Description of the task:
Given the entries that follow, write out exactly the lines starting at the one containing "colour filters, clip" and ending at the one containing "let mut fixture", both ends included, and only those.

Given records:
########
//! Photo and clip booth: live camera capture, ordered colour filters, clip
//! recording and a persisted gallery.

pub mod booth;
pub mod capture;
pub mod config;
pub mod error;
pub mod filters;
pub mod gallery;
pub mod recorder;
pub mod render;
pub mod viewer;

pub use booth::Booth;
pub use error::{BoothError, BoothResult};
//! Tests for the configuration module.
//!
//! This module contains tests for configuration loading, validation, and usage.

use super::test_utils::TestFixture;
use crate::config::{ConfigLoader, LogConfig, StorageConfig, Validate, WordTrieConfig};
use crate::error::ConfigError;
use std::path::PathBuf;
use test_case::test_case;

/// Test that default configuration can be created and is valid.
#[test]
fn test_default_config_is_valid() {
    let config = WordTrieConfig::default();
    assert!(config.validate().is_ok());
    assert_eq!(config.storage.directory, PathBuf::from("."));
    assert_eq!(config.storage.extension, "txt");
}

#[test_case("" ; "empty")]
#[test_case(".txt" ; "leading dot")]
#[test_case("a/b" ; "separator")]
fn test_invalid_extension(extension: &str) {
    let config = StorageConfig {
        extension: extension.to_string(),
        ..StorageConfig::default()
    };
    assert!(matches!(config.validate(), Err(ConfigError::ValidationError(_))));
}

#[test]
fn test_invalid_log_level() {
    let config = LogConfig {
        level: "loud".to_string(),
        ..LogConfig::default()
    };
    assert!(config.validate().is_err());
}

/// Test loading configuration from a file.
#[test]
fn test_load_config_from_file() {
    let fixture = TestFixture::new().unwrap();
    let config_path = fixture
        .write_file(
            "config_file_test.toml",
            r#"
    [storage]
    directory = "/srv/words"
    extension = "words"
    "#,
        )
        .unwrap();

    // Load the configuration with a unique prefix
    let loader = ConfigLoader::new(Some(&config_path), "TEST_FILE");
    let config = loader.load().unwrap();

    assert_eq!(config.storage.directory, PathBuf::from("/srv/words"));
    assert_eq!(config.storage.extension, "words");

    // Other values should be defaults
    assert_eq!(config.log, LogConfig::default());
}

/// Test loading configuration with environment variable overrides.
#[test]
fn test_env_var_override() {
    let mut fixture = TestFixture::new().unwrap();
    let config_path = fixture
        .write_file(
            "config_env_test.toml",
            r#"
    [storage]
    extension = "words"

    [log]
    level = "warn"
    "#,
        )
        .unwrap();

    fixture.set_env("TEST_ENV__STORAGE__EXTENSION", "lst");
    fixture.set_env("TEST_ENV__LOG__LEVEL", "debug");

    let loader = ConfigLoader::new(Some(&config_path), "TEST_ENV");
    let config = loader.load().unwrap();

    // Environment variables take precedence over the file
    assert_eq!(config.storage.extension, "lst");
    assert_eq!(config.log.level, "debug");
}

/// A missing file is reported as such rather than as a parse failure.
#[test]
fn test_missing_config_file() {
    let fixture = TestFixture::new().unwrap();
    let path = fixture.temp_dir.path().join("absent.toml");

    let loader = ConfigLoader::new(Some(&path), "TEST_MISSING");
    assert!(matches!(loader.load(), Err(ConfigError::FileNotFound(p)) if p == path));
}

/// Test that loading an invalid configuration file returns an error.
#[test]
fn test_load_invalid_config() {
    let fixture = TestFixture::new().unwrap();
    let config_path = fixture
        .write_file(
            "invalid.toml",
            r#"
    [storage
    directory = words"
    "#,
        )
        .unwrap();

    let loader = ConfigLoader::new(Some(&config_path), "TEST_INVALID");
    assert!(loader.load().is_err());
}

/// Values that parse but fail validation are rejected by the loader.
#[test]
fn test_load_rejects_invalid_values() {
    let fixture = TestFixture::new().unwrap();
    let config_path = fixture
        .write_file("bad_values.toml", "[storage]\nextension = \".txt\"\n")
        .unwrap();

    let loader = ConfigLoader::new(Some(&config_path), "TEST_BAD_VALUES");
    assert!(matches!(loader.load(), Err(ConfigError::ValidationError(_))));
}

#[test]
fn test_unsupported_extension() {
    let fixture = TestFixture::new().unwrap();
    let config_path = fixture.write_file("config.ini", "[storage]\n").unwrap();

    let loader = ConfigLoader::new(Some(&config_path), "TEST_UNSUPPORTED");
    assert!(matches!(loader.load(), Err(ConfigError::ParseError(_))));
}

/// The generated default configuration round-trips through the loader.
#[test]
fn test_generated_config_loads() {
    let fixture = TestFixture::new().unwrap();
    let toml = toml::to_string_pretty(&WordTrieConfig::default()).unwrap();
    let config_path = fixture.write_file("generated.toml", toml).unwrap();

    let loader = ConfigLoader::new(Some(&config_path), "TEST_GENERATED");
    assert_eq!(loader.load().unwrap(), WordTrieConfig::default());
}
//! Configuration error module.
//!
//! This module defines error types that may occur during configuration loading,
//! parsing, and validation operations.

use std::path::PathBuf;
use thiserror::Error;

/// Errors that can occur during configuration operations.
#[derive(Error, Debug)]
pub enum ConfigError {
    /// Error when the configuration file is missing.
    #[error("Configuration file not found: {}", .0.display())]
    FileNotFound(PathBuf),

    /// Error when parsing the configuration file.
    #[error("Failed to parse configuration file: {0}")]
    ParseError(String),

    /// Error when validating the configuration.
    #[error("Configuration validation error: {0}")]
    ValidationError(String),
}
########
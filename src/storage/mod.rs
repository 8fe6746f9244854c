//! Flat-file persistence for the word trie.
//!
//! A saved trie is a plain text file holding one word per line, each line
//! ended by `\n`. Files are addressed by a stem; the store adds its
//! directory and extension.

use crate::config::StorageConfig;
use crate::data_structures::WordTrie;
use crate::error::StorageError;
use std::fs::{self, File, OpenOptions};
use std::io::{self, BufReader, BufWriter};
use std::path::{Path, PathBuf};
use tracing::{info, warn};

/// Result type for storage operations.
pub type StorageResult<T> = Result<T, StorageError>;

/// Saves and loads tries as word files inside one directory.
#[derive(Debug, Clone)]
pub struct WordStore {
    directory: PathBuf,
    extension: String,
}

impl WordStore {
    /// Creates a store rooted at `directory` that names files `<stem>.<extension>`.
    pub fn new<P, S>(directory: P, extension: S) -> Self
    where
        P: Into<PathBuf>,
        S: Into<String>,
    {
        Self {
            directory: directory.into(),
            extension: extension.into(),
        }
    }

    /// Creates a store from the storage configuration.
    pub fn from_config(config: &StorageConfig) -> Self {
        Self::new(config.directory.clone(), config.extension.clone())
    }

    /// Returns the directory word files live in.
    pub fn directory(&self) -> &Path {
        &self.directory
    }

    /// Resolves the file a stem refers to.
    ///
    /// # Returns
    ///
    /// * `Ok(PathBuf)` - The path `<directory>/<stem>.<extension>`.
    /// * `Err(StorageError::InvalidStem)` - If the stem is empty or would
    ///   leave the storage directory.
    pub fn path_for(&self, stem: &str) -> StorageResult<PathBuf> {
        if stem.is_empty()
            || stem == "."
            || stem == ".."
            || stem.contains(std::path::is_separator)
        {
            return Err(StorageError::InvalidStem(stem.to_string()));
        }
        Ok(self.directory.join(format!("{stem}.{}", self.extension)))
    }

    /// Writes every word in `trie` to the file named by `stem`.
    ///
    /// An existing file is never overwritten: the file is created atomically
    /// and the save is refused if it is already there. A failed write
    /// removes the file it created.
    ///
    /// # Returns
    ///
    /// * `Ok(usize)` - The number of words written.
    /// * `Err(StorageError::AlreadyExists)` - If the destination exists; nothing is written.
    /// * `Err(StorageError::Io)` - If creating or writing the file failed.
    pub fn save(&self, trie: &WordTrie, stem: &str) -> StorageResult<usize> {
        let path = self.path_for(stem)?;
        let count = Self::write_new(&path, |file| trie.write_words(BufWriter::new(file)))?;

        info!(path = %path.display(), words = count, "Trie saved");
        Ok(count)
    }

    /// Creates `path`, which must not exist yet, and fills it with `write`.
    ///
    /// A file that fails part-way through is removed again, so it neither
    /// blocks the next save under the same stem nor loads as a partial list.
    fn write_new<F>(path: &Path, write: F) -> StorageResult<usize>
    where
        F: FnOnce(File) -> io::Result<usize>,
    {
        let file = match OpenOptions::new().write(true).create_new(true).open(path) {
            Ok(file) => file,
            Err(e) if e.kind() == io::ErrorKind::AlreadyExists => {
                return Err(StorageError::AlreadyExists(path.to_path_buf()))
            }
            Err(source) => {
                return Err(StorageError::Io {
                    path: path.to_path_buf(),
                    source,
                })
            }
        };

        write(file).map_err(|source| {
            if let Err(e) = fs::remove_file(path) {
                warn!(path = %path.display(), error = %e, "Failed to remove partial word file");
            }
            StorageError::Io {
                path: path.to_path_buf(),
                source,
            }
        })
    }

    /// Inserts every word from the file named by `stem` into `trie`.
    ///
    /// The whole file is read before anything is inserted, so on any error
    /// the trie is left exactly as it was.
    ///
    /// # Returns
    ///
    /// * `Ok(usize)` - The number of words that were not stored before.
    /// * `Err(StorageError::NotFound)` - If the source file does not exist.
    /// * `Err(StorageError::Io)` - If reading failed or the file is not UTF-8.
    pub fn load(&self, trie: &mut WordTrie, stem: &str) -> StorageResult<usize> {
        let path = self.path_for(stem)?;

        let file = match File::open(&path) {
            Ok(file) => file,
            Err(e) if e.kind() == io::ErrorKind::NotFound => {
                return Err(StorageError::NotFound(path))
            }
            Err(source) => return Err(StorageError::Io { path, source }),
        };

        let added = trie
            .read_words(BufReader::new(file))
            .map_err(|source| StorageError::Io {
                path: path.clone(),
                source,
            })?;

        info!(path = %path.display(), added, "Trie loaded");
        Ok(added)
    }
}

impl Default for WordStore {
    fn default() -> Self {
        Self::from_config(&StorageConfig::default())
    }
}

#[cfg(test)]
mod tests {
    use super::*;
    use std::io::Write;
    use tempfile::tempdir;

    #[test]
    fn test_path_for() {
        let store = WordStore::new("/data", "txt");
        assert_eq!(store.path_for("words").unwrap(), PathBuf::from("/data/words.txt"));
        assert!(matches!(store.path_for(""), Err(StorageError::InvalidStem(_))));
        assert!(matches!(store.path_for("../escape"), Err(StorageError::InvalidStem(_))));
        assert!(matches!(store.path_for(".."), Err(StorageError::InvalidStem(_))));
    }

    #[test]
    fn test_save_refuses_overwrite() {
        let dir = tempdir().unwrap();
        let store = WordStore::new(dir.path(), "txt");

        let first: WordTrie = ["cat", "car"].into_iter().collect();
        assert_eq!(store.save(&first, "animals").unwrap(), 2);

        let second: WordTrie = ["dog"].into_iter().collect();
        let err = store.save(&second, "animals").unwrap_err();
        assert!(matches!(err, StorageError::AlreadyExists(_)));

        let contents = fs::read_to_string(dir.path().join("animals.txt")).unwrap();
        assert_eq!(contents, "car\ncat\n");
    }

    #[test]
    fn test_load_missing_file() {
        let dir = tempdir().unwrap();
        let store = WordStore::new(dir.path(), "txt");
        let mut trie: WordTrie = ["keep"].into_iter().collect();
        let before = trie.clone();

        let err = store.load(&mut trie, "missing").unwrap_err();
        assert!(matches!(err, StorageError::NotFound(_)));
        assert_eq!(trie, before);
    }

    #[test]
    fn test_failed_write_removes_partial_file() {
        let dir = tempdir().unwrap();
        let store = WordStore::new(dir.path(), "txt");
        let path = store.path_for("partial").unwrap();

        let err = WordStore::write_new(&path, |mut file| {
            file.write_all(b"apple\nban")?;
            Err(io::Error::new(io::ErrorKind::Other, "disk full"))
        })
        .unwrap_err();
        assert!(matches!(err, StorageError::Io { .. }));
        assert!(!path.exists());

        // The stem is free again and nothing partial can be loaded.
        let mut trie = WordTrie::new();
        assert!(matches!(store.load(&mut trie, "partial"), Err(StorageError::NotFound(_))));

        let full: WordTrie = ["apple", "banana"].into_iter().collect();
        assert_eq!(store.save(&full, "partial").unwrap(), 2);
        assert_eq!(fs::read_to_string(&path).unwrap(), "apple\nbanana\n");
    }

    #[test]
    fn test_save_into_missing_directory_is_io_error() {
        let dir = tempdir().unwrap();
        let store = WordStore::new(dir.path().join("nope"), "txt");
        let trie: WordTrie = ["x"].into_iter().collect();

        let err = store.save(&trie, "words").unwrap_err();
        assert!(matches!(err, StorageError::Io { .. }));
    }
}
########
Answer section:
//! Photo and clip booth: live camera capture, ordered colour filters, clip
//! recording and a persisted gallery.

pub mod booth;
pub mod capture;
pub mod config;
pub mod error;
pub mod filters;
pub mod gallery;
pub mod recorder;
pub mod render;
pub mod viewer;

pub use booth::Booth;
pub use error::{BoothError, BoothResult};
//! Tests for the configuration module.
//!
//! This module contains tests for configuration loading, validation, and usage.

use super::test_utils::TestFixture;
use crate::config::{ConfigLoader, LogConfig, StorageConfig, Validate, WordTrieConfig};
use crate::error::ConfigError;
use std::path::PathBuf;
use test_case::test_case;

/// Test that default configuration can be created and is valid.
#[test]
fn test_default_config_is_valid() {
    let config = WordTrieConfig::default();
    assert!(config.validate().is_ok());
    assert_eq!(config.storage.directory, PathBuf::from("."));
    assert_eq!(config.storage.extension, "txt");
}

#[test_case("" ; "empty")]
#[test_case(".txt" ; "leading dot")]
#[test_case("a/b" ; "separator")]
fn test_invalid_extension(extension: &str) {
    let config = StorageConfig {
        extension: extension.to_string(),
        ..StorageConfig::default()
    };
    assert!(matches!(config.validate(), Err(ConfigError::ValidationError(_))));
}

#[test]
fn test_invalid_log_level() {
    let config = LogConfig {
        level: "loud".to_string(),
        ..LogConfig::default()
    };
    assert!(config.validate().is_err());
}

/// Test loading configuration from a file.
#[test]
fn test_load_config_from_file() {
    let fixture = TestFixture::new().unwrap();
    let config_path = fixture
        .write_file(
            "config_file_test.toml",
            r#"
    [storage]
    directory = "/srv/words"
    extension = "words"
    "#,
        )
        .unwrap();

    // Load the configuration with a unique prefix
    let loader = ConfigLoader::new(Some(&config_path), "TEST_FILE");
    let config = loader.load().unwrap();

    assert_eq!(config.storage.directory, PathBuf::from("/srv/words"));
    assert_eq!(config.storage.extension, "words");

    // Other values should be defaults
    assert_eq!(config.log, LogConfig::default());
}

/// Test loading configuration with environment variable overrides.
#[test]
fn test_env_var_override() {
    let mut fixture = TestFixture::new().unwrap();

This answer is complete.